Behind the scenes at The Monster Mash

It may seem that we at Computer Arts shamelessly bang on about self-promotion, but if you're really serious about a career in visual design there's no point in being modest. Nowadays, with the world and his wife registering a .com for their business, sewing circle or pet goldfish, just having a website isn't enough. So, to ensure they get noticed, designers are increasingly looking for ever more inventive solutions to showcase their work.

The Monster Mash: A Tournament and Exhibition of Monsters was the brainchild of Peskimo (also known as Jodie Davis and David Partington), a design agency that creates an eccentric array of illustrations and cartoons, as well as toys of its characters. The duo's exhibition had a simple but intriguing premise: artists were invited to design their own monsters for inclusion in a presentation to be held in Bristol, where visitors to the gallery would be given the chance to vote for their favourite in a series of heats, leading to an overall winner.

As an accompaniment to the exhibition, Peskimo created a set of gaming cards featuring the monsters. These recorded the monsters' ferocity, size, appetite, agility and intelligence, enabling visitors to play them off against one another.

Based in Cheltenham, Peskimo has previously been involved in exhibitions in London, but after becoming frustrated with all the travelling, Davis came up with the idea of Partington and herself curating their own exhibition. She found gallery space in the basement of Here - a small arts and crafts boutique in Bristol. When it came to deciding on a theme, Peskimo knew it wanted to make the exhibition interactive. "Once we had the idea of the vote, the idea of monsters popped into our heads and stuck," says Partington.

Attention to detail
Planning for the exhibition began in July 2005, with the gallery space booked for January this year. Artists invited to submit work were given strict guidelines and a deadline of 1 November. To create a tournament, Peskimo decided to invite 32 entrants, a number that would be whittled down with each round until a final winner was decided. This put Peskimo in a tricky situation: "We knew we were restricted to 32 artists, so we didn't want to allow too many in because that would mean turning people away," says Partington. "On the other hand, we didn't want too few artists."

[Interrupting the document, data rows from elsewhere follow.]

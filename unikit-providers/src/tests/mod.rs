mod fake_photon;
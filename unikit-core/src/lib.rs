pub mod compiler;
pub mod config;
pub mod deadline;
pub mod error;
pub mod logging;
pub mod pipeline;
pub mod provider;
pub mod registry;
pub mod resolve;
pub mod types;

#[cfg(test)]
mod tests;

pub use compiler::*;
pub use config::*;
pub use deadline::with_deadline;
pub use error::*;
pub use logging::{InstanceLogger, LogLevel};
pub use pipeline::{BuildRequest, build_image};
pub use provider::*;
pub use registry::Providers;
pub use resolve::resolve;
pub use types::*;
pub mod watcher;
pub mod workspace;

pub use watcher::{Debouncer, FileChangeEvent, FileChangeKind, FileWatcher};
pub use workspace::{resolve_workspace, WorkspaceInfo};
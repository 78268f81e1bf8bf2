//! Base-revision access through the system git binary.
//!
//! All operations spawn `git` asynchronously; nothing links against libgit.
//! Retrieval failures other than "file absent on the base branch" surface as
//! `RisklineError::Git` and are downgraded to a conservative mapping by the
//! highlight pipeline, never propagated to the host as a crash.

use std::path::{Path, PathBuf};
use std::process::Stdio;

use tokio::process::Command;

use crate::cache::TtlCache;
use crate::error::{Result, RisklineError};

/// Cache key for the process-wide "already synced with origin" flag.
pub const FETCH_ORIGIN_KEY: &str = "fetch_origin";

pub struct GitOps {
    repo_root: PathBuf,
}

impl GitOps {
    pub fn new(repo_root: impl Into<PathBuf>) -> Self {
        Self {
            repo_root: repo_root.into(),
        }
    }

    pub fn repo_root(&self) -> &Path {
        &self.repo_root
    }

    /// Walk up from `start` to the enclosing repository root.
    pub fn find_root(start: &Path) -> Option<PathBuf> {
        let mut current = start.to_path_buf();
        loop {
            if current.join(".git").exists() {
                return Some(current);
            }
            if !current.pop() {
                return None;
            }
        }
    }

    async fn run_git(&self, args: &[&str]) -> Result<String> {
        let output = Command::new("git")
            .args(args)
            .current_dir(&self.repo_root)
            .stdout(Stdio::piped())
            .stderr(Stdio::piped())
            .output()
            .await
            .map_err(|e| RisklineError::git(args.join(" "), e.to_string()))?;

        if output.status.success() {
            Ok(String::from_utf8_lossy(&output.stdout).into_owned())
        } else {
            Err(RisklineError::git(
                args.join(" "),
                String::from_utf8_lossy(&output.stderr).trim().to_string(),
            ))
        }
    }

    /// Runs `git fetch origin` at most once per TTL window.
    ///
    /// The gate is read before and written after an await, so two
    /// interleaved highlight cycles can both miss the flag and fetch twice;
    /// the second fetch is an idempotent no-op.
    pub async fn ensure_synced(&self, gate: &TtlCache<String, ()>) -> Result<()> {
        if gate.get(&FETCH_ORIGIN_KEY.to_string()).is_some() {
            return Ok(());
        }

        tracing::debug!(repo = %self.repo_root.display(), "syncing with origin");
        self.run_git(&["fetch", "origin"]).await?;
        gate.set(FETCH_ORIGIN_KEY.to_string(), ());
        Ok(())
    }

    /// Content of `relative_path` as committed on `origin/<base_branch>`.
    ///
    /// A file that does not exist on that revision resolves to an empty
    /// string: that is the signal the mapper's treat-as-new path consumes,
    /// not an error. Every other failure is returned as `Err`.
    pub async fn base_text(&self, base_branch: &str, relative_path: &str) -> Result<String> {
        let spec = format!("origin/{base_branch}:{relative_path}");
        match self.run_git(&["show", &spec]).await {
            Ok(text) => Ok(text),
            Err(RisklineError::Git { ref message, .. }) if missing_on_revision(message) => {
                tracing::debug!(%spec, "file absent on base revision");
                Ok(String::new())
            }
            Err(e) => Err(e),
        }
    }

    /// URL of the `origin` remote.
    pub async fn remote_url(&self) -> Result<String> {
        let url = self
            .run_git(&["config", "--get", "remote.origin.url"])
            .await?;
        Ok(url.trim().to_string())
    }

    /// Repository name derived from the `origin` remote URL.
    pub async fn repo_name(&self) -> Result<String> {
        let url = self.remote_url().await?;
        repo_name_from_remote(&url).ok_or_else(|| {
            RisklineError::Workspace(format!("cannot extract repository name from '{url}'"))
        })
    }
}

fn missing_on_revision(stderr: &str) -> bool {
    stderr.contains("does not exist in") || stderr.contains("exists on disk, but not in")
}

/// Extracts the repository name from an SSH or HTTPS remote URL.
///
/// `git@host:owner/repo.git` and `https://host/owner/repo.git` both yield
/// `repo`; a trailing `.git` or `/` is ignored.
pub fn repo_name_from_remote(url: &str) -> Option<String> {
    let trimmed = url.trim().trim_end_matches('/');
    let stripped = trimmed.strip_suffix(".git").unwrap_or(trimmed);
    let name = stripped.rsplit(['/', ':']).next()?;
    if name.is_empty() {
        None
    } else {
        Some(name.to_string())
    }
}

#[cfg(test)]
mod tests {
    use super::*;

    #[test]
    fn test_repo_name_from_ssh_remote() {
        assert_eq!(
            repo_name_from_remote("git@github.com:acme/widgets.git").as_deref(),
            Some("widgets")
        );
    }

    #[test]
    fn test_repo_name_from_https_remote() {
        assert_eq!(
            repo_name_from_remote("https://github.com/acme/widgets.git").as_deref(),
            Some("widgets")
        );
        assert_eq!(
            repo_name_from_remote("https://gitlab.example.com/acme/widgets/").as_deref(),
            Some("widgets")
        );
    }

    #[test]
    fn test_repo_name_without_git_suffix() {
        assert_eq!(
            repo_name_from_remote("https://github.com/acme/widgets").as_deref(),
            Some("widgets")
        );
    }

    #[test]
    fn test_repo_name_rejects_empty() {
        assert_eq!(repo_name_from_remote(""), None);
        assert_eq!(repo_name_from_remote("/"), None);
    }

    #[test]
    fn test_missing_on_revision_patterns() {
        assert!(missing_on_revision(
            "fatal: path 'src/new.rs' does not exist in 'origin/main'"
        ));
        assert!(missing_on_revision(
            "fatal: path 'src/new.rs' exists on disk, but not in 'origin/main'"
        ));
        assert!(!missing_on_revision(
            "fatal: invalid object name 'origin/nope'"
        ));
    }
}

Peskimo realised it could attract a bigger audience by expanding the exhibition to run simultaneously at a second venue, and contacted Playlounge, a London-based company known for its designer toys. It was decided that its shop would be too small to host the whole exhibition, so instead Peskimo decided to use it to host the final few stages of the tournament.

The final task was to drum up some interest. Peskimo designed a flyer to distribute around bars, clich and clubs in Bristol, attracted media interest by sending out press releases to print publications and design websites, and created an online presence at

The opening night was well attended by many of the artists and was hailed as one of the best exhibitions the gallery had seen. "It served as a good way for us to gain exposure and to showcase our talents as well," says Partington, reflecting on his and Davis's success. "It was also beneficial in helping us to approach people and organisations that we had wanted to contact. We feel that it has given us a great deal of confidence in our ideas and our organisational skills and we look forward to putting on other events and producing other products in the future."